MATERIAL PROVIDED START
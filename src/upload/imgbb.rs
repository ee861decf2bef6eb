//! imgbb HTTP uploader
//!
//! Sends one multipart POST per upload. There is no retry: transient
//! failures surface to the caller unchanged.
//!
//! # Example
//!
//! ```no_run
//! use imgbb_uploadr::upload::{ImageUploader, ImgbbClient, UploadRequest};
//! use std::path::PathBuf;
//! use std::time::Duration;
//!
//! # async fn example() -> Result<(), Box<dyn std::error::Error>> {
//! let client = ImgbbClient::builder()
//!     .timeout(Duration::from_secs(30))
//!     .build()?;
//!
//! let request = UploadRequest::new("my-api-key", PathBuf::from("cat.jpg"))
//!     .name("cat")
//!     .expiration(600);
//! let response = client.upload_request(request).await?;
//! println!("Uploaded to {}", response.url);
//! # Ok(())
//! # }
//! ```

use super::{
    ImageSource, ImageUploader, UploadError, UploadRequest, UploadResponse, DEFAULT_ENDPOINT,
};
#[cfg(feature = "metrics")]
use crate::metrics;
use async_trait::async_trait;
use base64::Engine;
use chrono::{DateTime, TimeZone, Utc};
use serde::{Deserialize, Deserializer};
use std::time::{Duration, Instant};

/// Default timeout for upload requests (30 seconds)
const DEFAULT_TIMEOUT: Duration = Duration::from_secs(30);

/// imgbb client configuration
#[derive(Debug, Clone)]
pub struct ImgbbConfig {
    /// Upload endpoint (e.g., "https://api.imgbb.com/1/upload")
    pub endpoint: String,
    /// Request timeout (default: 30 seconds)
    pub timeout: Option<Duration>,
}

impl Default for ImgbbConfig {
    fn default() -> Self {
        Self {
            endpoint: DEFAULT_ENDPOINT.to_string(),
            timeout: None,
        }
    }
}

/// imgbb uploader backed by reqwest
pub struct ImgbbClient {
    config: ImgbbConfig,
    client: reqwest::Client,
}

/// Builder for ImgbbClient
#[derive(Default)]
pub struct ImgbbClientBuilder {
    endpoint: Option<String>,
    timeout: Option<Duration>,
}

impl ImgbbClientBuilder {
    /// Set the upload endpoint
    pub fn endpoint(mut self, endpoint: &str) -> Self {
        self.endpoint = Some(endpoint.to_string());
        self
    }

    /// Set the request timeout
    pub fn timeout(mut self, timeout: Duration) -> Self {
        self.timeout = Some(timeout);
        self
    }

    /// Build the ImgbbClient
    pub fn build(self) -> Result<ImgbbClient, UploadError> {
        let config = ImgbbConfig {
            endpoint: self
                .endpoint
                .unwrap_or_else(|| DEFAULT_ENDPOINT.to_string()),
            timeout: self.timeout,
        };
        ImgbbClient::new(config)
    }
}

impl ImgbbClient {
    /// Create a new imgbb client
    pub fn new(config: ImgbbConfig) -> Result<Self, UploadError> {
        let client = reqwest::Client::builder()
            .timeout(config.timeout.unwrap_or(DEFAULT_TIMEOUT))
            .build()?;
        Ok(Self { config, client })
    }

    /// Create a new builder for ImgbbClient
    pub fn builder() -> ImgbbClientBuilder {
        ImgbbClientBuilder::default()
    }

    pub fn endpoint(&self) -> &str {
        &self.config.endpoint
    }

    /// Turn the image source into the `image` form value
    async fn encode_image(image: ImageSource) -> Result<(String, usize), UploadError> {
        let engine = base64::engine::general_purpose::STANDARD;
        match image {
            ImageSource::Path(path) => {
                let data = tokio::fs::read(&path).await.map_err(|e| {
                    tracing::error!(path = %path.display(), error = %e, "Failed to read image");
                    e
                })?;
                Ok((engine.encode(&data), data.len()))
            }
            ImageSource::Bytes(bytes) => Ok((engine.encode(&bytes), bytes.len())),
            ImageSource::Base64(encoded) => {
                let len = encoded.len();
                Ok((encoded, len))
            }
            ImageSource::Url(url) => Ok((url, 0)),
        }
    }

    async fn send(&self, request: UploadRequest) -> Result<UploadResponse, UploadError> {
        let (api_key, image) = match (request.api_key, request.image) {
            (Some(api_key), Some(image)) => (api_key, image),
            _ => return Err(UploadError::Validation("Incomplete upload request".into())),
        };

        let (encoded, payload_bytes) = Self::encode_image(image).await?;
        tracing::Span::current().record("upload.bytes", payload_bytes as u64);

        let mut form = reqwest::multipart::Form::new().text("image", encoded);
        if let Some(name) = request.name {
            form = form.text("name", name);
        }

        let mut query: Vec<(&str, String)> = vec![("key", api_key)];
        if let Some(expiration) = request.expiration {
            query.push(("expiration", expiration.to_string()));
        }

        let response = self
            .client
            .post(&self.config.endpoint)
            .query(&query)
            .multipart(form)
            .send()
            .await
            .map_err(redact_url)?;

        let status = response.status();
        let body = response.text().await.map_err(redact_url)?;

        if !status.is_success() {
            let message = serde_json::from_str::<ImgbbEnvelope>(&body)
                .ok()
                .and_then(|envelope| envelope.error)
                .map(|error| error.message)
                .unwrap_or(body);
            return Err(UploadError::Remote(format!(
                "imgbb returned status {}: {}",
                status, message
            )));
        }

        let envelope: ImgbbEnvelope = serde_json::from_str(&body)
            .map_err(|e| UploadError::Remote(format!("Malformed response: {}", e)))?;

        if envelope.success == Some(false) {
            let message = envelope
                .error
                .map(|error| error.message)
                .unwrap_or_else(|| "upload rejected".to_string());
            return Err(UploadError::Remote(message));
        }

        envelope
            .data
            .ok_or_else(|| UploadError::Remote("Response has no data".into()))
            .map(UploadResponse::from)
    }
}

/// The request URL carries the API key in its query string
fn redact_url(error: reqwest::Error) -> UploadError {
    UploadError::Http(error.without_url())
}

#[async_trait]
impl ImageUploader for ImgbbClient {
    #[tracing::instrument(
        name = "upload.imgbb",
        skip(self, request),
        fields(
            image.source = request.image.as_ref().map(|i| i.kind()).unwrap_or("none"),
            image.name = ?request.name,
            image.expiration = ?request.expiration,
            upload.bytes = tracing::field::Empty,
            image.url = tracing::field::Empty
        ),
        err
    )]
    async fn upload_request(&self, request: UploadRequest) -> Result<UploadResponse, UploadError> {
        if let Err(e) = request.validate() {
            tracing::warn!(error = %e, "Upload request rejected");
            #[cfg(feature = "metrics")]
            metrics::record_upload_failure(e.kind());
            return Err(e);
        }

        let start_time = Instant::now();
        let result = self.send(request).await;
        let duration = start_time.elapsed();

        #[cfg(feature = "metrics")]
        metrics::record_upload_duration(duration.as_secs_f64());

        match result {
            Ok(response) => {
                #[cfg(feature = "metrics")]
                metrics::record_upload_success(response.size);

                tracing::Span::current().record("image.url", response.url.as_str());
                tracing::info!(
                    id = %response.id,
                    size = response.size,
                    duration_ms = duration.as_millis(),
                    "Upload completed"
                );
                Ok(response)
            }
            Err(e) => {
                #[cfg(feature = "metrics")]
                metrics::record_upload_failure(e.kind());

                tracing::error!(
                    error = %e,
                    duration_ms = duration.as_millis(),
                    "Upload failed"
                );
                Err(e)
            }
        }
    }
}

// ============================================================================
// Wire format
// ============================================================================

#[derive(Debug, Deserialize)]
struct ImgbbEnvelope {
    #[serde(default)]
    success: Option<bool>,
    #[serde(default)]
    data: Option<ImgbbData>,
    #[serde(default)]
    error: Option<ImgbbErrorBody>,
}

#[derive(Debug, Deserialize)]
struct ImgbbErrorBody {
    message: String,
}

#[derive(Debug, Deserialize)]
struct ImgbbData {
    #[serde(default, deserialize_with = "lenient_string")]
    id: String,
    url: String,
    #[serde(default)]
    display_url: Option<String>,
    #[serde(default)]
    delete_url: Option<String>,
    #[serde(deserialize_with = "lenient_u64")]
    size: u64,
    #[serde(default, deserialize_with = "lenient_opt_u64")]
    time: Option<u64>,
    #[serde(default, deserialize_with = "lenient_opt_u64")]
    expiration: Option<u64>,
    image: ImgbbImage,
}

#[derive(Debug, Deserialize)]
struct ImgbbImage {
    name: String,
    #[serde(default)]
    mime: Option<String>,
}

impl From<ImgbbData> for UploadResponse {
    fn from(data: ImgbbData) -> Self {
        let uploaded_at: Option<DateTime<Utc>> = data
            .time
            .and_then(|secs| i64::try_from(secs).ok())
            .and_then(|secs| Utc.timestamp_opt(secs, 0).single());

        Self {
            id: data.id,
            url: data.url,
            display_url: data.display_url,
            delete_url: data.delete_url,
            size: data.size,
            name: data.image.name,
            mime: data.image.mime,
            // imgbb reports "0" for images that never expire
            expiration: data.expiration.filter(|secs| *secs > 0),
            uploaded_at,
        }
    }
}

/// Numbers arrive either as JSON numbers or as numeric strings
#[derive(Deserialize)]
#[serde(untagged)]
enum NumberOrString {
    Number(u64),
    Float(f64),
    String(String),
}

fn coerce_u64<E: serde::de::Error>(value: NumberOrString) -> Result<Option<u64>, E> {
    match value {
        NumberOrString::Number(n) => Ok(Some(n)),
        NumberOrString::Float(f) if f >= 0.0 => Ok(Some(f.trunc() as u64)),
        NumberOrString::Float(f) => Err(E::custom(format!("negative number {}", f))),
        NumberOrString::String(s) if s.trim().is_empty() => Ok(None),
        NumberOrString::String(s) => s
            .trim()
            .parse::<u64>()
            .map(Some)
            .map_err(|_| E::custom(format!("expected integer, got '{}'", s))),
    }
}

fn lenient_u64<'de, D>(deserializer: D) -> Result<u64, D::Error>
where
    D: Deserializer<'de>,
{
    let value = NumberOrString::deserialize(deserializer)?;
    coerce_u64::<D::Error>(value)?
        .ok_or_else(|| serde::de::Error::custom("expected integer, got empty"))
}

fn lenient_opt_u64<'de, D>(deserializer: D) -> Result<Option<u64>, D::Error>
where
    D: Deserializer<'de>,
{
    match Option::<NumberOrString>::deserialize(deserializer)? {
        Some(value) => coerce_u64(value),
        None => Ok(None),
    }
}

fn lenient_string<'de, D>(deserializer: D) -> Result<String, D::Error>
where
    D: Deserializer<'de>,
{
    Ok(match NumberOrString::deserialize(deserializer)? {
        NumberOrString::Number(n) => n.to_string(),
        NumberOrString::Float(f) => f.to_string(),
        NumberOrString::String(s) => s,
    })
}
MATERIAL PROVIDED END
INSTRUCTIONS TO FOLLOW
Sift the material for lines that include the word "Float", and copy each one.

COMPLETED EXERCISE
    Float(f64),
        NumberOrString::Float(f) if f >= 0.0 => Ok(Some(f.trunc() as u64)),
        NumberOrString::Float(f) => Err(E::custom(format!("negative number {}", f))),
        NumberOrString::Float(f) => f.to_string(),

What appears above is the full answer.